仏式の葬儀は、一般的にお通夜と告別式の2日間で行われます。お通夜は本来、家族や親族、故人と親しい友人などが、夜通し故人に付き添う「夜とぎ」を行い、別れを惜しむものです。

現在では、葬儀の場所が自宅から葬儀会場へと移ったことで、夜とぎを行う方は減りつつあります。なぜなら、葬儀会場の多くは、宿泊することができないからです。また、体への負担がかかることも要因となっています。

しかし、千葉県の農村部など一部地域では夜とぎを行い、食べ物をみんなで持ち寄ります。この風習は「夜伽見舞い」と呼ばれています。

香典は、お通夜か告別式で渡すものです。お通夜と告別式のどちらも出席する場合には、お通夜に出すことが一般的です。

千葉県の成田や、埼玉県の秩父などの地域では、お通夜に香典といっしょに「通夜見舞い」と書かれた封筒を渡す風習があります。これは、入院中のお見舞いに行けなかったことに対するお詫びの気持ちを表しています。

告別式

お通夜の翌日は、告別式が行われます。現在はこの二つが一緒に行われることがほとんどです。

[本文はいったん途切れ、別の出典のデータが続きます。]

//! Data-driven game balance
//!
//! Defaults match `consts`; any subset can be overridden from JSON.

use glam::Vec2;
use serde::{Deserialize, Serialize};

use crate::consts::*;
use crate::error::ConfigError;
use crate::sim::Entity;

/// Balance and layout values for a session
#[derive(Debug, Clone, PartialEq, Serialize, Deserialize)]
#[serde(default)]
pub struct Tuning {
    /// Play area size in pixels
    pub arena_width: f32,
    pub arena_height: f32,

    /// Player rectangle (top-left corner and size)
    pub player_pos: Vec2,
    pub player_size: Vec2,

    /// Enemy lane and size; x is always reset to `arena_width`
    pub enemy_y: f32,
    pub enemy_size: Vec2,

    /// Enemy speed at score 0 (pixels per frame)
    pub base_speed: f32,
    /// Extra speed per point
    pub speed_step: f32,
    /// Speed never exceeds this
    pub max_speed: f32,

    /// Wrong-word flash duration in milliseconds (cosmetic only)
    pub wrong_flash_ms: u32,
}

impl Default for Tuning {
    fn default() -> Self {
        Self {
            arena_width: ARENA_WIDTH,
            arena_height: ARENA_HEIGHT,
            player_pos: Vec2::new(PLAYER_X, PLAYER_Y),
            player_size: Vec2::splat(PLAYER_SIZE),
            enemy_y: ENEMY_Y,
            enemy_size: Vec2::splat(ENEMY_SIZE),
            base_speed: ENEMY_BASE_SPEED,
            speed_step: ENEMY_SPEED_STEP,
            max_speed: ENEMY_MAX_SPEED,
            wrong_flash_ms: WRONG_FLASH_MS,
        }
    }
}

impl Tuning {
    /// Parse tuning overrides and validate them
    pub fn from_json(json: &str) -> Result<Self, ConfigError> {
        let tuning: Tuning = serde_json::from_str(json)?;
        tuning.validate()?;
        Ok(tuning)
    }

    /// Reject values that would break the simulation
    pub fn validate(&self) -> Result<(), ConfigError> {
        let positive = [
            ("arena_width", self.arena_width),
            ("arena_height", self.arena_height),
            ("player_size.x", self.player_size.x),
            ("player_size.y", self.player_size.y),
            ("enemy_size.x", self.enemy_size.x),
            ("enemy_size.y", self.enemy_size.y),
            ("base_speed", self.base_speed),
        ];
        for (field, value) in positive {
            if value.is_nan() || value <= 0.0 {
                return Err(ConfigError::InvalidTuning { field, value });
            }
        }
        if self.speed_step.is_nan() || self.speed_step < 0.0 {
            return Err(ConfigError::InvalidTuning {
                field: "speed_step",
                value: self.speed_step,
            });
        }
        if self.max_speed.is_nan() || self.max_speed < self.base_speed {
            return Err(ConfigError::InvalidTuning {
                field: "max_speed",
                value: self.max_speed,
            });
        }
        Ok(())
    }

    /// Enemy speed for a round started at `score`: linear with a hard cap
    pub fn enemy_speed(&self, score: u32) -> f32 {
        (self.base_speed + score as f32 * self.speed_step).min(self.max_speed)
    }

    /// The stationary player
    pub fn player(&self) -> Entity {
        Entity::new(self.player_pos, self.player_size)
    }

    /// A fresh enemy parked just off the right edge
    pub fn enemy(&self, speed: f32) -> Entity {
        Entity::new(Vec2::new(self.arena_width, self.enemy_y), self.enemy_size).with_speed(speed)
    }
}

埼玉県の北部地域では、男性の参列者に向けて三角の白布が配られます。本来は故人が着る死装束を、参列者が身にまとうことで、「三途の川までは付いていきますが、そこから先は一人で旅立ってください」という意味を表しているそうです。

埼玉県の一部地域では、遺体を葬儀場から火葬場へと送る出棺の際、故人が生前に愛用していた茶碗を割る「茶碗割り」という風習を行う地域があります。これは西日本ではよく見られる風習なのですが、埼玉県でも行われています。

千葉県松戸市周辺では、告別式でのお焼香の前に、親族でお酒を回し飲みする「別れの杯」という風習が残っています。

火葬

一般的には、葬儀・告別式が行われた後、火葬が行われます。しかし、関東の一部地域では、葬儀・告別式の前に火葬を行う「前火葬」が主流の地域もあります。

千葉県では、東京近郊の地域やその他都市部で「後火葬」が行われ、房総地方では「前火葬」が行われています。

また、埼玉県では川越市の一部で「前火葬」を行っています。神奈川県の一部地域でも「前火葬」が一般的となっています。「前火葬」を知らない地域の方が参列すると、故人の最後の顔を見られなかったということにもなりかねないので注意が必要です。

事前に確認して心の準備をしておきましょう

神奈川県では、東京と同じ一般的な葬儀が行われています。しかし、一部地域では納棺時に豆腐をみんなで少しずつ食べる風習が残っています。

関東地方はとりわけ、一般的な仏式の葬儀が行われている地域ですが、このように一部で昔ながらの風習が残っています。

このような風習に、いつ立ち会うかは分かりません。葬儀に参列する場合は、葬儀が行われる地元の知人などに確認し、心の準備をしておきましょう。